У Василевского было худое темное лицо и черные, как сапожная щетка, волосы. На штурмовке висел тусклый, затертый значок первого разряда по туризму.
— У нас в отделе существует неписаный закон: если что-нибудь горит, все бросают свои дела и переключаются на прорыв, — говорил Валентин Юрьевич. Василевский сидел, упирая локти в колени расставленных ног, и молча смотрел на него. — Это я вот к чему. Игорю Викторовичу вот так, — он провел ладонью по горлу, — нужен геолог. Вы обратили внимание, с каким голодным блеском в глазах он на вас смотрит?
Василевский слабо улыбнулся Алику.
— Это ненадолго, — он прислонился спиной к спинке стула. — Неделя, не больше.
Теперь, когда Алик знал, в чем дело, он, как всегда, сразу успокоился. И как всегда, стало стыдно и непонятно, чего он, собственно, боялся.
— Ну так что? Я согласен.
Валентин Юрьевич взглянул на Василевского.

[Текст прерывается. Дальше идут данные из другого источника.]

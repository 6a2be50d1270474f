// src/tuning.rs

//! # Relay Tuning Module
//!
//! This module turns relay oscillation measurements into rate and attitude
//! loop gains and applies them to the stabilization settings according to
//! the configured [`TuningBehavior`](crate::records::TuningBehavior).

pub mod commit;
pub use commit::*;
pub mod relay;
pub use relay::*;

— Когда нужно ехать? — сказал Алик.
— Вот такой подход мне нравится. — Валентин Юрьевич открыл коробку папирос. — Так что, Игорь Викторович, когда нужно ехать?
— Если ничего не изменится, мы выедем завтра в середине дня. Сначала на Аи-Петри: нужно забрать на метеостанции снаряжение.
Он говорил тихо и медленно, тщательно выговаривая слова, аккуратными, как будто заранее приготовленными фразами.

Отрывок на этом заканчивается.